┌────────

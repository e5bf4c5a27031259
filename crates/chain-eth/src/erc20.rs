//! ERC-20 transfer recognition and the contract whitelist.
//!
//! The device only clear-signs calldata it can fully explain. For EVM
//! payloads that means `transfer(address,uint256)` sent to a contract the
//! registry knows for the transaction's chain.

use hex_literal::hex;
use serde::Serialize;

/// Function selector for `transfer(address,uint256)`: `0xa9059cbb`.
pub const TRANSFER_SELECTOR: [u8; 4] = [0xa9, 0x05, 0x9c, 0xbb];

/// Selector plus two ABI words.
pub const TRANSFER_CALLDATA_LEN: usize = 4 + 32 + 32;

/// A token contract the device can clear-sign transfers for.
#[derive(Debug, Clone, Copy, PartialEq, Eq, Serialize)]
pub struct Erc20Contract {
    pub chain_id: u64,
    pub address: [u8; 20],
    pub symbol: &'static str,
    pub decimals: u8,
}

/// Lookup of whitelisted function selectors and token contracts.
///
/// The transaction parser only consumes the answers; the registry's
/// contents are owned elsewhere.
pub trait ContractRegistry {
    fn is_whitelisted_selector(&self, selector: &[u8; 4]) -> bool;

    fn find_contract(&self, chain_id: u64, address: &[u8; 20]) -> Option<Erc20Contract>;
}

const fn token(chain_id: u64, address: [u8; 20], symbol: &'static str, decimals: u8) -> Erc20Contract {
    Erc20Contract {
        chain_id,
        address,
        symbol,
        decimals,
    }
}

static BUILTIN_CONTRACTS: &[Erc20Contract] = &[
    token(1, hex!("dAC17F958D2ee523a2206206994597C13D831ec7"), "USDT", 6),
    token(1, hex!("A0b86991c6218b36c1d19D4a2e9Eb0cE3606eB48"), "USDC", 6),
    token(1, hex!("6B175474E89094C44Da98b954EedeAC495271d0F"), "DAI", 18),
    token(137, hex!("2791Bca1f2de4661ED88A30C99A7a9449Aa84174"), "USDC", 6),
    token(137, hex!("c2132D05D31c914a87C6611C10748AEb04B58e8F"), "USDT", 6),
    token(56, hex!("55d398326f99059fF775485246999027B3197955"), "USDT", 18),
];

/// Static whitelist: the transfer selector plus a fixed contract table.
#[derive(Debug, Clone, Copy)]
pub struct Erc20Whitelist {
    contracts: &'static [Erc20Contract],
}

impl Erc20Whitelist {
    pub const fn new(contracts: &'static [Erc20Contract]) -> Self {
        Self { contracts }
    }

    pub const fn builtin() -> Self {
        Self::new(BUILTIN_CONTRACTS)
    }
}

impl Default for Erc20Whitelist {
    fn default() -> Self {
        Self::builtin()
    }
}

impl ContractRegistry for Erc20Whitelist {
    fn is_whitelisted_selector(&self, selector: &[u8; 4]) -> bool {
        *selector == TRANSFER_SELECTOR
    }

    fn find_contract(&self, chain_id: u64, address: &[u8; 20]) -> Option<Erc20Contract> {
        self.contracts
            .iter()
            .find(|c| c.chain_id == chain_id && c.address == *address)
            .copied()
    }
}

/// Arguments of a decoded `transfer(address,uint256)` call.
#[derive(Debug, Clone, Copy, PartialEq, Eq)]
pub struct TransferCall<'a> {
    pub recipient: &'a [u8; 20],
    /// Big-endian uint256.
    pub amount: &'a [u8; 32],
}

/// Decodes `transfer(address,uint256)` calldata.
///
/// Returns `None` unless the payload is exactly selector + two words and the
/// address word is left-padded with zeros.
pub fn decode_transfer(payload: &[u8]) -> Option<TransferCall<'_>> {
    if payload.len() != TRANSFER_CALLDATA_LEN || payload[..4] != TRANSFER_SELECTOR {
        return None;
    }
    let address_word = &payload[4..36];
    if address_word[..12].iter().any(|&b| b != 0) {
        return None;
    }
    Some(TransferCall {
        recipient: address_word[12..].try_into().ok()?,
        amount: payload[36..68].try_into().ok()?,
    })
}
//! Transaction interpretation and key derivation for the wallet device.
//!
//! Untrusted request buffers are decoded by [`wire`], checked by
//! [`path_policy`], and only then turned into keys by [`hd_derivation`] and
//! signatures by [`signer`]. The per-chain flows in [`evm`], [`solana`] and
//! [`address`] compose those steps; nothing here performs I/O.

pub mod address;
pub mod coins;
pub mod encoding;
pub mod error;
pub mod evm;
pub mod hd_derivation;
pub mod mnemonic;
pub mod path_policy;
pub mod signer;
pub mod solana;
pub mod types;
pub mod wire;

pub use address::{derive_receive_address, ReceiveAddress};
pub use error::{ErrorCode, WalletError};
pub use evm::{prepare_evm_txn, sign_evm_txn};
pub use hd_derivation::{
    derive_hdnode_from_path, export_coin_xpub, generate_xpub, get_address_node, AddressBranch,
    HdNode,
};
pub use mnemonic::SigningContext;
pub use signer::{sign, sign_with_node, MessageDigest, Signature};
pub use solana::{prepare_solana_txn, sign_solana_txn, SolanaTransferSummary};
pub use types::{AddressRef, Curve, PathIndex};
pub use wire::{AddCoinData, ReceiveAddressData, TxnMetadata};

pub use chain_eth::{ContractRegistry, Erc20Whitelist, EvmTxnSummary, PayloadStatus};

/// Maps a flow result to the outcome reported back to the host.
pub fn outcome<T>(result: &Result<T, WalletError>) -> ErrorCode {
    match result {
        Ok(_) => ErrorCode::Success,
        Err(err) => err.code(),
    }
}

└────────

__Exercise goal__. Word search in the records above: please count the lines holding "Copy" and state the count alone.

__Completed task__. 3